Like all the other WPS teams, Montoya now has a roster of about a dozen players, including the players received in the National Team allocation and selected in the International Draft.

All of the players chosen by Montoya in the General Draft have California connections (Pali Blues play out of Santa Monica). The players’ local ties were a factor in his decision-making process.

"I wanted players that are excited to be with us,” Montoya said. “If you have players with families all across the country, it can make it difficult to find a happy place.”

Oakes, 24, was capped by the U.S. Women's National Team at the 2005 Algarve Cup, an annual tournament held in Portugal.

"In my opinion, she as the best soccer player I saw at the combine,” Montoya said. "She had a little bit of everything: pace, she was very technical, good size, great in the air, excellent awareness, ball distribution, right foot, left foot."

Montoya said he planned to play Oakes at central midfield to take advantage of her skills.

Wilson, who turns 24 on Oct. 24, was a member of the California State University, Fullerton 4X400 relay team that qualified for the NCAA regionals and set a school record.

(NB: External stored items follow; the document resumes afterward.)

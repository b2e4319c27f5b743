//! Common test utilities for the integration tests
//!
//! Provides rustls setup, credentials and metadata helpers shared by every
//! test binary.

#![allow(dead_code, reason = "each test binary uses a different subset")]

use alibaba_provider::crd::Managed;
use alibaba_provider::provider::Credentials;
use std::sync::Once;

static RUSTLS_INIT: Once = Once::new();

/// Initialize rustls crypto provider for tests
///
/// Uses a `Once` so it runs a single time per test binary.
pub fn init_rustls() {
    RUSTLS_INIT.call_once(|| {
        // Required for rustls 0.23+ when no default provider is set via features
        rustls::crypto::ring::default_provider()
            .install_default()
            .expect("Failed to install rustls crypto provider");
    });
}

pub fn credentials() -> Credentials {
    Credentials {
        access_key_id: "LTAI-test".to_string(),
        access_key_secret: "test-secret".to_string(),
        security_token: None,
    }
}

/// Give a managed resource the UID the API server would assign
pub fn with_uid<R: Managed>(mut mr: R, uid: &str) -> R {
    mr.meta_mut().uid = Some(uid.to_string());
    mr
}

/// Mark a managed resource as being deleted
pub fn mark_deleted<R: Managed>(mr: &mut R) {
    mr.meta_mut().deletion_timestamp =
        serde_json::from_value(serde_json::json!("2026-01-01T00:00:00Z")).expect("valid timestamp");
}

"I've seen her play several times, but she was playing forward,” Montoya said. "Our coaching staff saw her at the combine and thought she was spectacular at outside back. We are looking forward to working with her. She has so much potential. She is one of the best athletes I've seen in years playing this game, if we can get her to understand our system."

Wilson ended her college career in the spring of 2007, coached her niece's U-11 team in the fall of 2007 and joined Pali Blues at the beginning of this year where she found herself lining up with Oakes and Bogus.

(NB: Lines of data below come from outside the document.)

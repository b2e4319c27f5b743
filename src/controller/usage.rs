//! # ProviderConfig Usage
//!
//! Every Connect records that the managed resource uses its ProviderConfig.
//! The record is a `ProviderConfigUsage` named after the managed resource
//! UID, labelled with the ProviderConfig name and owned by the managed
//! resource, so Kubernetes garbage-collects it with the resource. The
//! ProviderConfig controller counts these records by label.

use super::ReconcileError;
use crate::constants::{FIELD_MANAGER, PROVIDER_CONFIG_LABEL};
use crate::crd::{
    Managed, ProviderConfigReference, ProviderConfigUsage, ProviderConfigUsageSpec, TypedReference,
};
use async_trait::async_trait;
use kube::api::{ListParams, Patch, PatchParams};
use kube::{Api, Client, Resource, ResourceExt};
use std::collections::BTreeMap;
use tracing::debug;

/// Records ProviderConfig usage
#[async_trait]
pub trait UsageTracker: Send + Sync {
    async fn track(&self, usage: ProviderConfigUsage) -> Result<(), ReconcileError>;

    /// Number of usage records naming `provider_config`
    async fn users(&self, provider_config: &str) -> Result<usize, ReconcileError>;
}

/// Label selector matching the usage records of one ProviderConfig
#[must_use]
pub fn users_selector(provider_config: &str) -> String {
    format!("{PROVIDER_CONFIG_LABEL}={provider_config}")
}

/// Build the usage record for a managed resource
///
/// # Errors
///
/// [`ReconcileError::MissingMetadata`] when the resource has no UID yet.
pub fn usage_for<R: Managed>(mr: &R) -> Result<ProviderConfigUsage, ReconcileError> {
    let uid = mr
        .meta()
        .uid
        .clone()
        .ok_or(ReconcileError::MissingMetadata("uid"))?;
    let provider_config = mr.provider_config_name().to_string();

    let mut usage = ProviderConfigUsage::new(
        &uid,
        ProviderConfigUsageSpec {
            provider_config_ref: ProviderConfigReference {
                name: provider_config.clone(),
            },
            resource_ref: TypedReference {
                api_version: R::api_version(&()).into_owned(),
                kind: R::kind(&()).into_owned(),
                name: mr.name_any(),
                uid: Some(uid.clone()),
            },
        },
    );
    usage.metadata.labels = Some(BTreeMap::from([(
        PROVIDER_CONFIG_LABEL.to_string(),
        provider_config,
    )]));
    usage.metadata.owner_references = mr.owner_ref(&()).map(|owner| vec![owner]);
    Ok(usage)
}

/// [`UsageTracker`] that server-side applies the record
#[derive(Clone)]
pub struct KubeUsageTracker {
    client: Client,
}

impl std::fmt::Debug for KubeUsageTracker {
    fn fmt(&self, f: &mut std::fmt::Formatter<'_>) -> std::fmt::Result {
        f.debug_struct("KubeUsageTracker").finish_non_exhaustive()
    }
}

impl KubeUsageTracker {
    #[must_use]
    pub fn new(client: Client) -> Self {
        Self { client }
    }
}

#[async_trait]
impl UsageTracker for KubeUsageTracker {
    async fn track(&self, usage: ProviderConfigUsage) -> Result<(), ReconcileError> {
        let api: Api<ProviderConfigUsage> = Api::all(self.client.clone());
        let name = usage.name_any();
        api.patch(
            &name,
            &PatchParams::apply(FIELD_MANAGER).force(),
            &Patch::Apply(&usage),
        )
        .await
        .map_err(|e| ReconcileError::TrackUsage(e.to_string()))?;
        debug!(
            usage = %name,
            provider_config = %usage.spec.provider_config_ref.name,
            "Tracked ProviderConfig usage"
        );
        Ok(())
    }

    async fn users(&self, provider_config: &str) -> Result<usize, ReconcileError> {
        let api: Api<ProviderConfigUsage> = Api::all(self.client.clone());
        let usages = api
            .list_metadata(&ListParams::default().labels(&users_selector(provider_config)))
            .await?;
        Ok(usages.items.len())
    }
}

Wilson said she remembers the day she heard a new women's pro league was being formed.

"I was extremely excited,” Wilson said. "When I first heard about it, details were kind of iffy. But I kind of waited for more information. Now, it feels more certain. I'm so excited, it makes me speechless at times."

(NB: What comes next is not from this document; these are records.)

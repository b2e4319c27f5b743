//! # Managed Resource Commons
//!
//! Spec and status fragments shared by every managed resource kind, and the
//! [`Managed`] trait the generic controller uses to reach them.

use crate::constants::{DEFAULT_PROVIDER_CONFIG_NAME, EXTERNAL_NAME_ANNOTATION};
use kube::Resource;
use schemars::JsonSchema;
use serde::de::DeserializeOwned;
use serde::{Deserialize, Serialize};
use std::fmt::Debug;

/// Fields every managed resource spec carries next to `forProvider`
#[derive(Debug, Clone, Default, PartialEq, Deserialize, Serialize, JsonSchema)]
#[serde(rename_all = "camelCase")]
pub struct ResourceSpec {
    /// ProviderConfig whose credentials and region are used to reach the cloud
    #[serde(default)]
    pub provider_config_ref: ProviderConfigReference,
    /// Secret the connection details are written to
    #[serde(default, skip_serializing_if = "Option::is_none")]
    pub write_connection_secret_to_ref: Option<SecretReference>,
    /// What happens to the cloud resource when this object is deleted
    #[serde(default)]
    pub deletion_policy: DeletionPolicy,
}

/// Reference to a cluster-scoped ProviderConfig
#[derive(Debug, Clone, PartialEq, Eq, Deserialize, Serialize, JsonSchema)]
pub struct ProviderConfigReference {
    pub name: String,
}

impl Default for ProviderConfigReference {
    fn default() -> Self {
        Self {
            name: DEFAULT_PROVIDER_CONFIG_NAME.to_string(),
        }
    }
}

/// Namespaced reference to a Kubernetes Secret
#[derive(Debug, Clone, PartialEq, Eq, Deserialize, Serialize, JsonSchema)]
pub struct SecretReference {
    pub name: String,
    pub namespace: String,
}

/// Deletion policy of a managed resource
#[derive(Debug, Clone, Copy, Default, PartialEq, Eq, Deserialize, Serialize, JsonSchema)]
pub enum DeletionPolicy {
    /// Delete the cloud resource together with the managed resource
    #[default]
    Delete,
    /// Leave the cloud resource in place
    Orphan,
}

/// Status of a managed resource: the last observation plus conditions
#[derive(Debug, Clone, Default, PartialEq, Deserialize, Serialize, JsonSchema)]
#[serde(rename_all = "camelCase")]
pub struct ManagedStatus<O: Default> {
    /// Last observed state of the cloud resource
    #[serde(default)]
    pub at_provider: O,
    /// Conditions represent the latest available observations
    #[serde(default)]
    pub conditions: Vec<Condition>,
}

/// Condition represents a condition of a resource
#[derive(Debug, Clone, PartialEq, Eq, Deserialize, Serialize, JsonSchema)]
#[serde(rename_all = "camelCase")]
pub struct Condition {
    /// Type of condition (Ready, Synced)
    pub r#type: String,
    /// Status of the condition (True, False, Unknown)
    pub status: String,
    /// Last transition time
    #[serde(default)]
    pub last_transition_time: Option<String>,
    /// Reason for the condition
    #[serde(default)]
    pub reason: Option<String>,
    /// Message describing the condition
    #[serde(default)]
    pub message: Option<String>,
}

/// A Kubernetes object that represents one cloud resource
///
/// Implemented for every kind in [`crate::crd`] by [`impl_managed!`].
pub trait Managed:
    Resource<DynamicType = ()> + Clone + Debug + Serialize + DeserializeOwned + Send + Sync + 'static
{
    /// Shape of `status.atProvider`
    type Observation: Clone + Debug + Default + PartialEq + Serialize + DeserializeOwned + Send + Sync;

    fn resource_spec(&self) -> &ResourceSpec;

    fn managed_status(&self) -> Option<&ManagedStatus<Self::Observation>>;

    fn managed_status_mut(&mut self) -> &mut ManagedStatus<Self::Observation>;

    /// Observation recorded by the last successful Observe, or the default
    fn at_provider(&self) -> Self::Observation {
        self.managed_status()
            .map(|s| s.at_provider.clone())
            .unwrap_or_default()
    }

    fn conditions(&self) -> &[Condition] {
        self.managed_status()
            .map(|s| s.conditions.as_slice())
            .unwrap_or_default()
    }

    /// The `crossplane.io/external-name` annotation, if set and non-empty
    fn external_name(&self) -> Option<&str> {
        self.meta()
            .annotations
            .as_ref()
            .and_then(|a| a.get(EXTERNAL_NAME_ANNOTATION))
            .map(String::as_str)
            .filter(|v| !v.is_empty())
    }

    fn set_external_name(&mut self, name: &str) {
        self.meta_mut()
            .annotations
            .get_or_insert_with(Default::default)
            .insert(EXTERNAL_NAME_ANNOTATION.to_string(), name.to_string());
    }

    fn provider_config_name(&self) -> &str {
        &self.resource_spec().provider_config_ref.name
    }

    fn is_being_deleted(&self) -> bool {
        self.meta().deletion_timestamp.is_some()
    }
}

/// Implements [`Managed`] for a derived custom resource whose spec flattens
/// [`ResourceSpec`] into a `resource_spec` field.
macro_rules! impl_managed {
    ($kind:ty, $observation:ty) => {
        impl $crate::crd::Managed for $kind {
            type Observation = $observation;

            fn resource_spec(&self) -> &$crate::crd::ResourceSpec {
                &self.spec.resource_spec
            }

            fn managed_status(&self) -> Option<&$crate::crd::ManagedStatus<$observation>> {
                self.status.as_ref()
            }

            fn managed_status_mut(&mut self) -> &mut $crate::crd::ManagedStatus<$observation> {
                self.status.get_or_insert_with(Default::default)
            }
        }
    };
}

pub(crate) use impl_managed;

To Wilson, the way the teams are being formed through a number of drafts compares to her friends and former teammates being selected to form the basis of one huge tournament.

"Everybody knows everyone,” Wilson said. "We had seven or eight Pali Blues girls go to the league. That is really exciting. It will be kind of awkward playing against each other, but it will be nice seeing everyone again."

Montoya wanted to build his team from the back forward and out, so with the depth he has established, he is ready to look for strikers in the upcoming January draft. Now he’s back on the scouting trail seeking out the next player whose extraordinary skills bowl him over.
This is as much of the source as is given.